## [Activity]
Here are the records. Write out exactly the lines between the one holding "let bindings: usize" and the one holding "keeping its initializer.", inclusive.
*** Opening of Input material ***
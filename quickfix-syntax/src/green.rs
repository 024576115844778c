//! Nested, serializable form of a syntax tree.
//!
//! Pass files carry trees in this shape; [`SyntaxTree::from_green`] rebuilds
//! the arena through [`TreeBuilder`] so ranges are recomputed, never trusted.

use crate::builder::{TreeBuilder, TreeError};
use crate::kind::SyntaxKind;
use crate::tree::{SyntaxNode, SyntaxTree, TypeInfo};
use serde::{Deserialize, Serialize};

#[derive(Debug, Clone, PartialEq, Eq, Serialize, Deserialize)]
pub struct GreenElement {
    pub kind: SyntaxKind,

    #[serde(default, skip_serializing_if = "Option::is_none")]
    pub text: Option<String>,

    #[serde(default, rename = "type", skip_serializing_if = "Option::is_none")]
    pub ty: Option<TypeInfo>,

    #[serde(default, skip_serializing_if = "Vec::is_empty")]
    pub children: Vec<GreenElement>,
}

impl GreenElement {
    pub fn node(kind: SyntaxKind, children: Vec<GreenElement>) -> Self {
        Self {
            kind,
            text: None,
            ty: None,
            children,
        }
    }

    pub fn token(kind: SyntaxKind, text: impl Into<String>) -> Self {
        Self {
            kind,
            text: Some(text.into()),
            ty: None,
            children: Vec::new(),
        }
    }

    pub fn with_type(mut self, ty: TypeInfo) -> Self {
        self.ty = Some(ty);
        self
    }

    fn build_into(&self, b: &mut TreeBuilder) {
        if self.kind.is_token() {
            let text = self.text.as_deref().unwrap_or_default();
            match &self.ty {
                Some(ty) => b.typed_token(self.kind, text, ty.clone()),
                None => b.token(self.kind, text),
            };
            return;
        }
        b.start_node(self.kind);
        if let Some(ty) = &self.ty {
            b.set_type(ty.clone());
        }
        for child in &self.children {
            child.build_into(b);
        }
        b.finish_node();
    }
}

impl SyntaxTree {
    pub fn from_green(root: &GreenElement) -> Result<SyntaxTree, TreeError> {
        let mut b = TreeBuilder::new();
        root.build_into(&mut b);
        b.finish()
    }

    pub fn to_green(&self) -> GreenElement {
        green_of(self.root())
    }
}

fn green_of(node: SyntaxNode<'_>) -> GreenElement {
    if node.is_token() {
        let token = GreenElement::token(node.kind(), node.token_text().unwrap_or_default());
        return match node.type_info() {
            Some(ty) => token.with_type(ty.clone()),
            None => token,
        };
    }
    GreenElement {
        kind: node.kind(),
        text: None,
        ty: node.type_info().cloned(),
        children: node.children().map(green_of).collect(),
    }
}

#[cfg(test)]
mod tests {
    use super::*;
    use crate::make;
    use pretty_assertions::assert_eq;

    #[test]
    fn green_json_shape_is_stable() {
        let g = GreenElement::node(
            SyntaxKind::File,
            vec![make::ident("x").with_type(TypeInfo::new("Int"))],
        );
        let json = serde_json::to_value(&g).unwrap();
        assert_eq!(
            json,
            serde_json::json!({
                "kind": "file",
                "children": [
                    { "kind": "identifier", "text": "x", "type": { "name": "Int", "nullable": false, "primitive": false } }
                ]
            })
        );
    }

    #[test]
    fn token_types_survive_rebuild() {
        let green = GreenElement::node(
            SyntaxKind::File,
            vec![GreenElement::node(
                SyntaxKind::NameReference,
                vec![make::ident("x").with_type(TypeInfo::new("Int").primitive())],
            )],
        );
        let tree = SyntaxTree::from_green(&green).unwrap();
        let ident = tree.find_token(SyntaxKind::Identifier, "x").unwrap();
        assert_eq!(ident.type_info(), Some(&TypeInfo::new("Int").primitive()));
        assert_eq!(tree.to_green(), green);
    }

    #[test]
    fn token_root_is_rejected() {
        let err = SyntaxTree::from_green(&make::ident("x")).unwrap_err();
        assert_eq!(err, TreeError::TokenOutsideNode { text: "x".into() });
    }

    #[test]
    fn to_green_reproduces_source() {
        let green = make::file(vec![make::property(
            &["private"],
            "var",
            "name",
            Some("String?"),
            None,
        )]);
        let tree = SyntaxTree::from_green(&green).unwrap();
        let again = SyntaxTree::from_green(&tree.to_green()).unwrap();
        assert_eq!(tree.source(), again.source());
        assert_eq!(tree.source(), "private var name: String?");
    }
}
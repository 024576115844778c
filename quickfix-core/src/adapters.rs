//! Default filesystem-backed port implementations.

use crate::load::{LoadedPass, load_passes};
use crate::ports::{PassSource, WritePort};
use anyhow::Context;
use camino::{Utf8Path, Utf8PathBuf};
use fs_err as fs;
use std::io::ErrorKind;

/// Loads `*.pass.json` files from one directory.
#[derive(Debug, Clone)]
pub struct FsPassSource {
    pub input_dir: Utf8PathBuf,
}

impl FsPassSource {
    pub fn new(input_dir: Utf8PathBuf) -> Self {
        Self { input_dir }
    }
}

impl PassSource for FsPassSource {
    fn load_passes(&self) -> anyhow::Result<Vec<LoadedPass>> {
        load_passes(&self.input_dir)
            .with_context(|| format!("load passes from {}", self.input_dir))
    }
}

/// In-memory pass source for embedding and testing; sorted by path like
/// [`FsPassSource`].
#[derive(Debug, Clone)]
pub struct InMemoryPassSource {
    passes: Vec<LoadedPass>,
}

impl InMemoryPassSource {
    pub fn new(mut passes: Vec<LoadedPass>) -> Self {
        passes.sort_by(|a, b| a.path.cmp(&b.path));
        Self { passes }
    }
}

impl PassSource for InMemoryPassSource {
    fn load_passes(&self) -> anyhow::Result<Vec<LoadedPass>> {
        Ok(self.passes.clone())
    }
}

/// Filesystem read/write operations.
#[derive(Debug, Clone, Default)]
pub struct FsWritePort;

impl WritePort for FsWritePort {
    fn read_file(&self, path: &Utf8Path) -> anyhow::Result<Option<String>> {
        match fs::read_to_string(path) {
            Ok(s) => Ok(Some(s)),
            Err(e) if e.kind() == ErrorKind::NotFound => Ok(None),
            Err(e) => Err(e).with_context(|| format!("read {}", path)),
        }
    }

    fn write_file(&self, path: &Utf8Path, contents: &[u8]) -> anyhow::Result<()> {
        if let Some(parent) = path.parent().filter(|p| !p.as_str().is_empty()) {
            fs::create_dir_all(parent)
                .with_context(|| format!("create parent dir for {}", path))?;
        }
        fs::write(path, contents).with_context(|| format!("write {}", path))
    }

    fn create_dir_all(&self, path: &Utf8Path) -> anyhow::Result<()> {
        fs::create_dir_all(path).with_context(|| format!("create_dir_all {}", path))
    }
}
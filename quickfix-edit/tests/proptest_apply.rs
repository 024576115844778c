//! Every fix the resolver offers can be applied to the tree it came from.

use proptest::prelude::*;
use quickfix_domain::Resolver;
use quickfix_edit::{apply_fix, preview_patch, source_sha256};
use quickfix_syntax::{SyntaxTree, make};
use quickfix_types::{Diagnostic, DiagnosticKind};

fn sample_tree() -> SyntaxTree {
    SyntaxTree::from_green(&make::file(vec![
        make::class(
            &["abstract"],
            "class",
            "Base",
            vec![
                make::property(&["lateinit"], "val", "name", Some("String?"), Some(make::literal("null"))),
                make::property(&["open"], "var", "count", Some("Int"), None),
                make::function(&["abstract"], "run", vec![], make::block_body(vec![])),
                make::function(&["protected", "override"], "stop", vec![], vec![]),
            ],
        ),
        make::class(
            &[],
            "class",
            "Leaf",
            vec![make::property(&["open", "final"], "val", "id", Some("Long"), None)],
        ),
        make::function(
            &[],
            "main",
            vec![make::parameter(&[], "x", "String?")],
            make::block_body(vec![
                make::property(&[], "val", "y", None, Some(make::call("f", vec![
                    make::named_arg("a", make::literal("1")),
                    make::arg(make::not_null(make::name_ref("x"))),
                    make::spread_arg(make::name_ref("xs")),
                ]))),
                make::property(&[], "val", "z", Some("Int"), Some(make::literal("3"))),
                make::cast(make::name_ref("y"), "String"),
                make::safe_call(make::name_ref("x"), make::name_ref("length")),
                make::when_expr(
                    Some(make::name_ref("y")),
                    vec![
                        make::else_entry(make::literal("0")),
                        make::when_entry(make::literal("1"), make::literal("2")),
                    ],
                ),
                make::annotated(&["Suppress"], " ", Some(make::name_ref("y"))),
                make::annotated_with(
                    vec![make::annotation_with_args("A", vec![make::named_arg("names", make::literal("\"x\""))])],
                    " ",
                    Some(make::name_ref("y")),
                ),
            ]),
        ),
    ]))
    .unwrap()
}

fn diagnostic(kind: DiagnosticKind, anchor: u32) -> Diagnostic {
    serde_json::from_value(serde_json::json!({
        "kind": kind.as_str(),
        "anchor": anchor,
        "missing_cases": ["A", "B"],
        "inherited_visibility": "public",
        "parameter_name": "p",
        "element_type": "String",
        "declaration": anchor,
    }))
    .unwrap()
}

proptest! {
    #[test]
    fn offered_fixes_always_apply(
        kind in prop::sample::select(DiagnosticKind::ALL.to_vec()),
        anchor in 0u32..sample_tree().len() as u32,
    ) {
        let tree = sample_tree();
        let resolver = Resolver::new().unwrap();
        for fix in resolver.resolve_fixes(&tree, &diagnostic(kind, anchor)) {
            let applied = apply_fix(&tree, &fix);
            prop_assert!(applied.is_ok(), "{} failed: {:?}", fix.fix_id, applied);
            let applied = applied.unwrap();
            if applied.is_noop() {
                prop_assert_eq!(&applied.source, tree.source());
            } else {
                prop_assert_ne!(source_sha256(&applied.source), source_sha256(tree.source()));
                let patch = preview_patch("Main.kt", &tree, &fix).unwrap();
                prop_assert!(patch.starts_with("diff --git a/Main.kt b/Main.kt\n"));
            }
        }
    }
}
//! Embeddable core library for quickfix.
//!
//! Provides a clap-free, I/O-abstracted entry point around the resolution
//! engine, suitable for linking into an IDE host or other process.
//!
//! # Port traits
//!
//! All I/O is abstracted behind port traits in [`ports`]:
//! - [`PassSource`](ports::PassSource) loads analysis passes
//! - [`WritePort`](ports::WritePort) writes files and creates directories
//!
//! The [`adapters`] module provides default filesystem-backed implementations.
//!
//! # Entry points
//!
//! - [`run_resolve`](pipeline::run_resolve) resolves every diagnostic into a report
//! - [`run_apply`](pipeline::run_apply) applies one resolved fix to its source

pub mod adapters;
pub mod load;
pub mod pipeline;
pub mod policy;
pub mod ports;
pub mod settings;

pub use load::{LoadedPass, PassLoadError, load_pass_file, load_passes};
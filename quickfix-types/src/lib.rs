//! Shared DTOs (schemas-as-code) for the quickfix workspace.
//!
//! # Design constraints
//! - Diagnostics are produced by analysis and only read here.
//! - Pass files and reports are serialized to disk; prefer adding optional
//!   fields over changing semantics.

pub mod apply;
pub mod diagnostic;
pub mod fix;
pub mod pass;
pub mod report;

pub use diagnostic::{Diagnostic, DiagnosticKind, DiagnosticPayload, UnknownDiagnosticKind};
pub use fix::{FixAction, FixCommand, FixSafety, InsertPosition};

/// Schema identifiers.
pub mod schema {
    pub const QUICKFIX_PASS_V1: &str = "quickfix.pass.v1";
    pub const QUICKFIX_REPORT_V1: &str = "quickfix.report.v1";
    pub const QUICKFIX_APPLY_V1: &str = "quickfix.apply.v1";

    /// Version tag of the closed diagnostic kind set.
    pub const DIAGNOSTICS_V1: &str = "quickfix.diagnostics.v1";
}

/// Tool identity stamped into written artifacts.
#[derive(Debug, Clone, PartialEq, Eq, serde::Serialize, serde::Deserialize)]
pub struct ToolInfo {
    pub name: String,
    pub version: String,
}

impl ToolInfo {
    pub fn quickfix(version: &str) -> Self {
        Self {
            name: "quickfix".to_string(),
            version: version.to_string(),
        }
    }
}
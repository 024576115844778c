//! Edit engine for quickfix fix commands.
//!
//! Responsibilities:
//! - Lower a [`FixCommand`]'s structural action to text edits.
//! - Apply the edits to the tree's source, producing new text.
//! - Fingerprint sources and render a unified diff preview.
//!
//! Trees are never mutated; the result of applying a fix is a new string.

mod error;
mod lower;

pub use error::{EditError, EditResult};
pub use lower::{TextEdit, lower};

use diffy::PatchFormatter;
use quickfix_syntax::{SyntaxTree, TextRange};
use quickfix_types::FixCommand;
use sha2::{Digest, Sha256};
use tracing::debug;

/// A fix realized against one source snapshot.
#[derive(Debug, Clone, PartialEq, Eq)]
pub struct AppliedFix {
    pub fix_id: String,
    pub edits: Vec<TextEdit>,
    /// Source text after the edits.
    pub source: String,
}

impl AppliedFix {
    pub fn is_noop(&self) -> bool {
        self.edits.is_empty()
    }
}

/// Applies `fix` to the source of `tree`.
pub fn apply_fix(tree: &SyntaxTree, fix: &FixCommand) -> EditResult<AppliedFix> {
    let edits = lower(tree, &fix.action)?;
    let source = apply_edits(tree.source(), &edits)?;
    debug!(
        fix_id = %fix.fix_id,
        action = fix.action.name(),
        edits = edits.len(),
        "applied fix"
    );
    Ok(AppliedFix {
        fix_id: fix.fix_id.clone(),
        edits,
        source,
    })
}

/// Applies non-overlapping edits to `source`.
///
/// Insertions at the same offset keep their given order. An insertion strictly
/// inside a replaced range counts as an overlap.
pub fn apply_edits(source: &str, edits: &[TextEdit]) -> EditResult<String> {
    let mut sorted: Vec<&TextEdit> = edits.iter().collect();
    sorted.sort_by_key(|e| (e.range.start, e.range.end));

    for pair in sorted.windows(2) {
        let (a, b) = (pair[0].range, pair[1].range);
        if a.end > b.start {
            return Err(EditError::OverlappingEdits {
                first: a,
                second: b,
            });
        }
    }

    let mut out = String::with_capacity(source.len());
    let mut cursor = 0usize;
    for edit in sorted {
        let (start, end) = (edit.range.start as usize, edit.range.end as usize);
        let kept = source
            .get(cursor..start)
            .ok_or_else(|| out_of_bounds(edit.range, source))?;
        out.push_str(kept);
        if source.get(start..end).is_none() {
            return Err(out_of_bounds(edit.range, source));
        }
        out.push_str(&edit.replacement);
        cursor = end;
    }
    out.push_str(source.get(cursor..).unwrap_or_default());
    Ok(out)
}

fn out_of_bounds(range: TextRange, source: &str) -> EditError {
    EditError::OutOfBounds {
        range,
        len: source.len(),
    }
}

/// Unified diff of applying `fix`, labelled with `name`.
pub fn preview_patch(name: &str, tree: &SyntaxTree, fix: &FixCommand) -> EditResult<String> {
    let applied = apply_fix(tree, fix)?;
    Ok(render_patch(name, tree.source(), &applied.source))
}

/// Git-style unified diff between two versions of one file; empty when equal.
pub fn render_patch(name: &str, before: &str, after: &str) -> String {
    if before == after {
        return String::new();
    }
    let mut out = String::new();
    out.push_str(&format!("diff --git a/{0} b/{0}\n", name));
    out.push_str(&format!("--- a/{0}\n+++ b/{0}\n", name));

    let patch = diffy::create_patch(before, after);
    out.push_str(&PatchFormatter::new().fmt_patch(&patch).to_string());
    if !out.ends_with('\n') {
        out.push('\n');
    }
    out
}

/// Hex SHA-256 of a source text, used as the apply precondition.
pub fn source_sha256(text: &str) -> String {
    let mut hasher = Sha256::new();
    hasher.update(text.as_bytes());
    hex::encode(hasher.finalize())
}

#[cfg(test)]
mod tests {
    use super::*;
    use pretty_assertions::assert_eq;

    #[test]
    fn edits_apply_in_offset_order() {
        let edits = vec![
            TextEdit::insert(5, "!"),
            TextEdit::replace(TextRange::new(0, 1), "H"),
        ];
        assert_eq!(apply_edits("hello", &edits).unwrap(), "Hello!");
    }

    #[test]
    fn same_offset_insertions_keep_order() {
        let edits = vec![TextEdit::insert(0, "a"), TextEdit::insert(0, "b")];
        assert_eq!(apply_edits("x", &edits).unwrap(), "abx");
    }

    #[test]
    fn overlapping_edits_are_rejected() {
        let edits = vec![
            TextEdit::delete(TextRange::new(0, 4)),
            TextEdit::insert(2, "x"),
        ];
        assert!(matches!(
            apply_edits("abcdef", &edits),
            Err(EditError::OverlappingEdits { .. })
        ));
    }

    #[test]
    fn out_of_range_edit_is_rejected() {
        let edits = vec![TextEdit::delete(TextRange::new(2, 10))];
        assert_eq!(
            apply_edits("abc", &edits),
            Err(EditError::OutOfBounds {
                range: TextRange::new(2, 10),
                len: 3
            })
        );
    }

    #[test]
    fn sha256_is_hex_of_text() {
        assert_eq!(
            source_sha256(""),
            "e3b0c44298fc1c149afbf4c8996fb92427ae41e4649b934ca495991b7852b855"
        );
    }

    #[test]
    fn identical_sources_have_empty_patch() {
        assert_eq!(render_patch("a.kt", "x\n", "x\n"), "");
        let patch = render_patch("a.kt", "val x\n", "var x\n");
        assert!(patch.starts_with("diff --git a/a.kt b/a.kt\n"));
        assert!(patch.contains("-val x"));
        assert!(patch.contains("+var x"));
    }
}
//! The built-in registry and the fixer catalog describe the same factories.

use quickfix_domain::builtin_registry;
use quickfix_fixer_catalog::{FIXER_CATALOG, lookup_fixer};
use quickfix_types::DiagnosticKind;
use std::collections::{BTreeMap, BTreeSet};

fn registered_triggers() -> BTreeMap<&'static str, BTreeSet<DiagnosticKind>> {
    let registry = builtin_registry().expect("builtin table is valid");
    let mut out: BTreeMap<&'static str, BTreeSet<DiagnosticKind>> = BTreeMap::new();
    for (kind, key) in registry.bindings() {
        out.entry(key).or_default().insert(kind);
    }
    out
}

#[test]
fn every_registered_factory_has_a_catalog_entry() {
    for (key, kinds) in registered_triggers() {
        let entry = lookup_fixer(key).unwrap_or_else(|| panic!("no catalog entry for {key}"));
        let catalog: BTreeSet<_> = entry.triggers.iter().copied().collect();
        assert_eq!(catalog, kinds, "triggers disagree for {key}");
    }
}

#[test]
fn every_catalog_entry_is_registered() {
    let registered = registered_triggers();
    for entry in FIXER_CATALOG {
        assert!(
            registered.contains_key(entry.fix_id),
            "catalog entry {} has no registered factory",
            entry.fix_id
        );
    }
    assert_eq!(registered.len(), FIXER_CATALOG.len());
}

#[test]
fn counts_are_consistent() {
    let registry = builtin_registry().unwrap();
    assert_eq!(registry.factory_count(), FIXER_CATALOG.len());
    let bindings: usize = FIXER_CATALOG.iter().map(|e| e.triggers.len()).sum();
    assert_eq!(registry.mapping_count(), bindings);
    assert!(registry.kinds().all(|k| registry.has_factories_for(k)));
}
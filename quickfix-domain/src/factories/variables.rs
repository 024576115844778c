use quickfix_fixer_api::predicate::{ancestor_as, fixes_from};
use quickfix_fixer_api::{FixContext, FixFactory};
use quickfix_syntax::SyntaxKind;
use quickfix_syntax::ast::{AstNode, Property};
use quickfix_types::diagnostic::UnusedVariable;
use quickfix_types::{FixAction, FixCommand};

/// Removes an unused local variable.
///
/// An initializer that may have side effects is kept as a bare statement.
#[derive(Debug, Clone, Copy)]
pub struct RemoveUnusedVariableFix;

impl FixFactory<UnusedVariable> for RemoveUnusedVariableFix {
    fn key(&self) -> &'static str {
        "variable.remove_unused"
    }

    fn create_fixes(&self, ctx: &FixContext<'_, UnusedVariable>) -> Vec<FixCommand> {
        fixes_from((|| {
            let property: Property<'_> = ancestor_as(ctx.anchor()?, false)?;
            if !property.is_local() {
                return None;
            }
            let name = property.name()?;
            let fix = match property.initializer() {
                Some(init) if !is_pure(init.kind()) => FixCommand::new(
                    self.key(),
                    format!("Remove variable '{name}', keeping initializer"),
                    FixAction::ReplaceWithChild {
                        node: property.syntax().id(),
                        child: init.id(),
                    },
                ),
                _ => FixCommand::new(
                    self.key(),
                    format!("Remove variable '{name}'"),
                    FixAction::RemoveNode {
                        node: property.syntax().id(),
                    },
                ),
            };
            Some(vec![fix])
        })())
    }
}

/// Renames an unused local to `_`, keeping its initializer.
#[derive(Debug, Clone, Copy)]
pub struct RenameToUnderscoreFix;

impl FixFactory<UnusedVariable> for RenameToUnderscoreFix {
    fn key(&self) -> &'static str {
        "variable.rename_to_underscore"
    }

    fn create_fixes(&self, ctx: &FixContext<'_, UnusedVariable>) -> Vec<FixCommand> {
        fixes_from((|| {
            let property: Property<'_> = ancestor_as(ctx.anchor()?, false)?;
            if !property.is_local() || property.initializer().is_none() {
                return None;
            }
            let name = property.name_token()?;
            if name.token_text() == Some("_") {
                return None;
            }
            Some(vec![FixCommand::new(
                self.key(),
                "Rename to _",
                FixAction::ReplaceToken {
                    token: name.id(),
                    text: "_".to_string(),
                },
            )])
        })())
    }
}

fn is_pure(kind: SyntaxKind) -> bool {
    matches!(
        kind,
        SyntaxKind::Literal | SyntaxKind::NameReference | SyntaxKind::CollectionLiteral
    )
}
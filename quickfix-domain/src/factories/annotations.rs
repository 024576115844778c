use quickfix_fixer_api::predicate::{ancestor_as, fixes_from, parent_as};
use quickfix_fixer_api::{FixContext, FixFactory};
use quickfix_syntax::SyntaxKind;
use quickfix_syntax::ast::{AnnotatedExpression, AnnotationEntry, AstNode, ValueArgument};
use quickfix_syntax::walk::followed_by_newline;
use quickfix_types::diagnostic::{
    AnnotationsOnBlockLevelExpressionOnTheSameLine,
    AssigningSingleElementToVarargInNamedFormAnnotation,
};
use quickfix_types::{FixAction, FixCommand, InsertPosition};

/// Puts a line break between block-level annotations and the expression.
#[derive(Debug, Clone, Copy)]
pub struct AddNewlineAfterAnnotationsFix;

impl FixFactory<AnnotationsOnBlockLevelExpressionOnTheSameLine> for AddNewlineAfterAnnotationsFix {
    fn key(&self) -> &'static str {
        "annotation.add_newline"
    }

    fn create_fixes(
        &self,
        ctx: &FixContext<'_, AnnotationsOnBlockLevelExpressionOnTheSameLine>,
    ) -> Vec<FixCommand> {
        fixes_from((|| {
            let annotated: AnnotatedExpression<'_> = ancestor_as(ctx.anchor()?, false)?;
            annotated.base_expression()?;
            let last = annotated.annotation_entries().last()?.syntax();
            if followed_by_newline(last) {
                return None;
            }
            let action = match last.next_sibling() {
                Some(ws) if ws.kind() == SyntaxKind::Whitespace => FixAction::ReplaceToken {
                    token: ws.id(),
                    text: "\n".to_string(),
                },
                _ => FixAction::InsertText {
                    anchor: last.id(),
                    position: InsertPosition::After,
                    text: "\n".to_string(),
                },
            };
            Some(vec![FixCommand::new(
                self.key(),
                "Add line break after annotations",
                action,
            )])
        })())
    }
}

/// `@A(names = "x")` becomes `@A(names = ["x"])`.
#[derive(Debug, Clone, Copy)]
pub struct ReplaceWithArrayLiteralFix;

impl FixFactory<AssigningSingleElementToVarargInNamedFormAnnotation> for ReplaceWithArrayLiteralFix {
    fn key(&self) -> &'static str {
        "annotation.wrap_in_array_literal"
    }

    fn create_fixes(
        &self,
        ctx: &FixContext<'_, AssigningSingleElementToVarargInNamedFormAnnotation>,
    ) -> Vec<FixCommand> {
        fixes_from((|| {
            let element_type = ctx.diagnostic().element_type.as_deref()?;
            let value = ctx.anchor()?;
            if value.kind() == SyntaxKind::CollectionLiteral || !value.kind().is_expression() {
                return None;
            }
            // Only the value of a `name = value` argument of an annotation entry.
            let argument: ValueArgument<'_> = parent_as(value)?;
            if !argument.is_named() || argument.expression()?.id() != value.id() {
                return None;
            }
            argument
                .argument_list()?
                .syntax()
                .parent()
                .and_then(AnnotationEntry::cast)?;
            Some(vec![FixCommand::new(
                self.key(),
                format!("Replace with array of {element_type}"),
                FixAction::WrapInArrayLiteral {
                    expression: value.id(),
                },
            )])
        })())
    }
}

#[cfg(test)]
mod tests {
    use super::*;
    use pretty_assertions::assert_eq;
    use quickfix_syntax::{GreenElement, SyntaxTree, make};

    fn annotated_tree(separator: &str) -> SyntaxTree {
        SyntaxTree::from_green(&make::file(vec![make::annotated(
            &["Suppress", "Deprecated"],
            separator,
            Some(make::call("run", vec![])),
        )]))
        .unwrap()
    }

    #[test]
    fn same_line_separator_becomes_newline() {
        let tree = annotated_tree(" ");
        let annotated = tree
            .nodes_of_kind(SyntaxKind::AnnotatedExpression)
            .next()
            .unwrap();
        let d = AnnotationsOnBlockLevelExpressionOnTheSameLine {
            anchor: annotated.id(),
        };
        let fixes = AddNewlineAfterAnnotationsFix.create_fixes(&FixContext::new(&tree, &d));
        let separator = annotated
            .children()
            .filter(|c| c.kind() == SyntaxKind::Whitespace)
            .last()
            .unwrap();
        assert_eq!(
            fixes[0].action,
            FixAction::ReplaceToken {
                token: separator.id(),
                text: "\n".to_string()
            }
        );
    }

    #[test]
    fn already_on_own_line_is_skipped() {
        let tree = annotated_tree("\n");
        let annotated = tree
            .nodes_of_kind(SyntaxKind::AnnotatedExpression)
            .next()
            .unwrap();
        let d = AnnotationsOnBlockLevelExpressionOnTheSameLine {
            anchor: annotated.id(),
        };
        assert!(AddNewlineAfterAnnotationsFix
            .create_fixes(&FixContext::new(&tree, &d))
            .is_empty());
    }

    fn annotation_argument_tree(value: GreenElement) -> SyntaxTree {
        SyntaxTree::from_green(&make::file(vec![make::annotated_with(
            vec![make::annotation_with_args(
                "A",
                vec![make::named_arg("names", value)],
            )],
            " ",
            Some(make::name_ref("y")),
        )]))
        .unwrap()
    }

    fn wrap_fixes(tree: &SyntaxTree, anchor: SyntaxKind) -> Vec<FixCommand> {
        let value = tree.nodes_of_kind(anchor).next().unwrap();
        let d = AssigningSingleElementToVarargInNamedFormAnnotation {
            anchor: value.id(),
            element_type: Some("String".to_string()),
        };
        ReplaceWithArrayLiteralFix.create_fixes(&FixContext::new(tree, &d))
    }

    #[test]
    fn named_annotation_value_is_wrapped() {
        let tree = annotation_argument_tree(make::literal("\"x\""));
        let value = tree.nodes_of_kind(SyntaxKind::Literal).next().unwrap();
        let fixes = wrap_fixes(&tree, SyntaxKind::Literal);
        assert_eq!(fixes.len(), 1);
        assert_eq!(fixes[0].title, "Replace with array of String");
        assert_eq!(
            fixes[0].action,
            FixAction::WrapInArrayLiteral {
                expression: value.id()
            }
        );
    }

    #[test]
    fn literal_array_is_left_alone() {
        let tree =
            annotation_argument_tree(make::collection_literal(vec![make::literal("\"y\"")]));
        assert!(wrap_fixes(&tree, SyntaxKind::CollectionLiteral).is_empty());
    }

    #[test]
    fn plain_call_argument_is_not_wrapped() {
        let tree = SyntaxTree::from_green(&make::file(vec![make::call(
            "f",
            vec![make::arg(make::literal("1"))],
        )]))
        .unwrap();
        assert!(wrap_fixes(&tree, SyntaxKind::Literal).is_empty());

        let tree = SyntaxTree::from_green(&make::file(vec![make::call(
            "f",
            vec![make::named_arg("names", make::literal("1"))],
        )]))
        .unwrap();
        assert!(wrap_fixes(&tree, SyntaxKind::Literal).is_empty());
    }

    #[test]
    fn bare_expression_is_not_wrapped() {
        let tree = SyntaxTree::from_green(&make::file(vec![make::literal("\"x\"")])).unwrap();
        assert!(wrap_fixes(&tree, SyntaxKind::Literal).is_empty());
    }
}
*** Close of Input material ***
## [Solution for this problem]
    let bindings: usize = FIXER_CATALOG.iter().map(|e| e.triggers.len()).sum();
    assert_eq!(registry.mapping_count(), bindings);
    assert!(registry.kinds().all(|k| registry.has_factories_for(k)));
}
filename quickfix-domain/src/factories/variables.rs
repository 024576115844778c
use quickfix_fixer_api::predicate::{ancestor_as, fixes_from};
use quickfix_fixer_api::{FixContext, FixFactory};
use quickfix_syntax::SyntaxKind;
use quickfix_syntax::ast::{AstNode, Property};
use quickfix_types::diagnostic::UnusedVariable;
use quickfix_types::{FixAction, FixCommand};

/// Removes an unused local variable.
///
/// An initializer that may have side effects is kept as a bare statement.
#[derive(Debug, Clone, Copy)]
pub struct RemoveUnusedVariableFix;

impl FixFactory<UnusedVariable> for RemoveUnusedVariableFix {
    fn key(&self) -> &'static str {
        "variable.remove_unused"
    }

    fn create_fixes(&self, ctx: &FixContext<'_, UnusedVariable>) -> Vec<FixCommand> {
        fixes_from((|| {
            let property: Property<'_> = ancestor_as(ctx.anchor()?, false)?;
            if !property.is_local() {
                return None;
            }
            let name = property.name()?;
            let fix = match property.initializer() {
                Some(init) if !is_pure(init.kind()) => FixCommand::new(
                    self.key(),
                    format!("Remove variable '{name}', keeping initializer"),
                    FixAction::ReplaceWithChild {
                        node: property.syntax().id(),
                        child: init.id(),
                    },
                ),
                _ => FixCommand::new(
                    self.key(),
                    format!("Remove variable '{name}'"),
                    FixAction::RemoveNode {
                        node: property.syntax().id(),
                    },
                ),
            };
            Some(vec![fix])
        })())
    }
}

/// Renames an unused local to `_`, keeping its initializer.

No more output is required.